Y así fue como Eve Lynch cerró la puerta del apartamento de su novio de un único y seco golpe mientras se guardaba un misterioso objeto en el bolsillo y su sonrisa despuntaba en un “tin” brillante.
Dicen que el batir de las alas de una mariposa puede generar un tornado en otro lado del mundo. El conocido “efecto mariposa”. Eve demostró sin darse cuenta que también existe el “efecto puerta” que, en pocas palabras, significa que cuando cerramos la puerta a algo en nuestra vida damos lugar a una serie de acontecimientos. Justo en el mismo momento en el que Eve cerró aquella puerta, en la otra punta del mundo, un tipo daba el último martillazo a su último invento. El tipo tenía la piel bronceada como el resto de su tribu, aunque su sentido del pudor le llevaba a vestir con algo más de ropa. Mientras su tribu se limitaba a cubrir sus partes más íntimas, este tipo solía llevar unas zapatillas y calcetines de su propia invención con un preocupantemente parecido a unas chanclas de dedo. Los Korowai son un pueblo aborigen que vive en Papúa, Nueva Guinea, Indonesia. Suena a que está lejos, ya lo sé. Digamos que son aldeas de personas que saben mucho mejor como vivir la vida que nosotros; la prueba está en que no andan pendientes del porcentaje de batería que les queda.

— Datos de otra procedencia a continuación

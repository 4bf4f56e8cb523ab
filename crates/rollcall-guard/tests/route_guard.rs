//! Integration tests for the guard against a live session store.
//!
//! Drives a real `SessionStore` over in-memory mediums and checks the
//! outcomes a `GuardWatcher` publishes as state and location change.

use std::time::Duration;

use rollcall_guard::{GuardOutcome, GuardWatcher, RouteGuard, RouteTable};
use rollcall_protocol::{Role, User, UserId};
use rollcall_session::{ManualClock, SessionConfig, SessionState, SessionStore};
use rollcall_storage::{MemoryCookieJar, MemoryStore};
use tokio::sync::watch;

const START: u64 = 1_700_000_000_000;

// =========================================================================
// Helpers
// =========================================================================

type Store = SessionStore<MemoryStore, MemoryCookieJar, ManualClock>;

fn store() -> Store {
    SessionStore::new(
        MemoryStore::new(),
        MemoryCookieJar::new(),
        ManualClock::new(START),
        SessionConfig::default(),
    )
}

fn user(role: Role) -> User {
    User {
        id: UserId::from("u-42"),
        role,
        name: "Sam".into(),
        email: None,
    }
}

fn watch_at(store: &Store, at: &str) -> (GuardWatcher, watch::Sender<String>) {
    let (location_tx, location_rx) = watch::channel(at.to_string());
    let watcher = GuardWatcher::spawn(RouteGuard::default(), store.subscribe(), location_rx);
    (watcher, location_tx)
}

async fn next(watcher: &mut GuardWatcher) -> GuardOutcome {
    tokio::time::timeout(Duration::from_secs(1), watcher.changed())
        .await
        .expect("watcher published nothing");
    watcher.outcome()
}

// =========================================================================
// Evaluation over many inputs
// =========================================================================

const LOCATIONS: [&str; 12] = [
    "/",
    "/login",
    "/login?next=/admin",
    "/diagnostics",
    "/about",
    "/admin",
    "/admin/users/3",
    "/teacher/",
    "/student/grades#term-2",
    "/parent",
    "/accountant/fees",
    "/administrator",
];

#[test]
fn test_evaluate_never_redirects_while_loading() {
    let guard = RouteGuard::default();
    let loading_states = [
        SessionState::loading(),
        SessionState {
            loading: true,
            authenticated: true,
            user: Some(user(Role::Admin)),
        },
    ];
    for state in &loading_states {
        for location in LOCATIONS {
            assert_eq!(guard.evaluate(state, location), GuardOutcome::Loading, "{location}");
        }
    }
}

#[test]
fn test_evaluate_signed_out_redirects_only_from_protected_areas() {
    let guard = RouteGuard::default();
    let table = RouteTable::default();
    for location in LOCATIONS {
        let outcome = guard.evaluate(&SessionState::signed_out(), location);
        if table.is_protected(location) {
            assert_eq!(outcome, GuardOutcome::RedirectToSignIn("/login".into()), "{location}");
        } else {
            assert_eq!(outcome, GuardOutcome::Render, "{location}");
        }
    }
}

#[test]
fn test_evaluate_every_role_lands_on_its_home_from_sign_in() {
    let guard = RouteGuard::default();
    for role in Role::KNOWN {
        assert_eq!(
            guard.evaluate(&SessionState::authenticated(user(role)), "/login"),
            GuardOutcome::RedirectHome(format!("/{role}/dashboard"))
        );
    }
}

#[test]
fn test_evaluate_custom_table_home() {
    let mut table = RouteTable::default();
    table.homes.insert(Role::Admin, "/admin/overview".into());
    let guard = RouteGuard::new(table).unwrap();

    assert_eq!(
        guard.evaluate(&SessionState::authenticated(user(Role::Admin)), "/login"),
        GuardOutcome::RedirectHome("/admin/overview".into())
    );
}

// =========================================================================
// Watcher
// =========================================================================

#[tokio::test]
async fn test_watcher_starts_loading_then_redirects_after_empty_restore() {
    let store = store();
    let (mut watcher, _location) = watch_at(&store, "/admin/x");
    assert_eq!(watcher.outcome(), GuardOutcome::Loading);

    store.restore_and_validate().await;

    assert_eq!(
        next(&mut watcher).await,
        GuardOutcome::RedirectToSignIn("/login".into())
    );
}

#[tokio::test]
async fn test_watcher_signed_in_renders_protected_page_immediately() {
    let store = store();
    store.establish(user(Role::Teacher), "tok".into()).await;

    let (mut watcher, _location) = watch_at(&store, "/teacher/classes");

    assert_eq!(watcher.outcome(), GuardOutcome::Render);
}

#[tokio::test]
async fn test_watcher_login_on_sign_in_page_redirects_home() {
    let store = store();
    store.restore_and_validate().await;
    let (mut watcher, _location) = watch_at(&store, "/login");
    assert_eq!(watcher.outcome(), GuardOutcome::Render);

    store.establish(user(Role::Accountant), "tok".into()).await;

    assert_eq!(
        next(&mut watcher).await,
        GuardOutcome::RedirectHome("/accountant/dashboard".into())
    );
}

#[tokio::test]
async fn test_watcher_logout_inside_protected_area_redirects_to_sign_in() {
    let store = store();
    store.establish(user(Role::Parent), "tok".into()).await;
    let (mut watcher, _location) = watch_at(&store, "/parent/dashboard");
    assert_eq!(watcher.outcome(), GuardOutcome::Render);

    store.clear().await;

    assert_eq!(
        next(&mut watcher).await,
        GuardOutcome::RedirectToSignIn("/login".into())
    );
}

#[tokio::test]
async fn test_watcher_follows_location_changes() {
    let store = store();
    store.restore_and_validate().await;
    let (mut watcher, location) = watch_at(&store, "/");
    assert_eq!(watcher.outcome(), GuardOutcome::Render);

    location.send_replace("/student/grades".into());

    assert_eq!(
        next(&mut watcher).await,
        GuardOutcome::RedirectToSignIn("/login".into())
    );
}

#[tokio::test]
async fn test_watcher_stops_when_store_dropped() {
    let store = store();
    let (mut watcher, _location) = watch_at(&store, "/");

    drop(store);

    assert!(!watcher.changed().await);
}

Una tribu korowai empezaba a estar hasta el gorro de uno de sus integrantes. Mientras que la mayoría dedicaba su tiempo libre a danzas junto al fuego, la caza, recolección, crianza de animales o a perpetuar la especie (todos tenemos nuestros hobbies, dentro de los límites de lo decente), este tipo pasaba casi todo su tiempo en soledad, perdido en la jungla, inventando nuevas formas de hacerles la vida más sencilla a sus compañeros. Las historias de demonios extranjeros eran populares en los cuentos nocturnos, interpretados con sombras y efectos visuales que producían algunas hojas y semillas al quemarse. La mayoría de los niños temían que los “arquelelogos” (como los extranjeros se habían presentado) volviesen, ya que aunque todas las historias tuviesen ciertos rasgos distintos siempre coincidían en que si los korowai alteraban su sistema de vida, el mundo sería destruido por un gran terremoto. Cada nueva generación era criada con la ideología de que eran héroes y que cada vez que iban a por agua con un cubo en lugar de montar un puesto de limonada a precio de cinco bayas hacía que el mundo estuviese un día más a salvo. El korowai inventor quedó fascinado en vez de asustado por los demonios extranjeros y rechazó por completo que todo el mundo dependiese de ellos. No tendría cosas que hacer el mundo como para estar pendiente solo de que ellos hiciesen bien o no las cosas. Tal era su actitud única desde niño que decidieron llamarle Se’nan (“el número 1” en lengua korowai, queriendo decir que no había 2 como él).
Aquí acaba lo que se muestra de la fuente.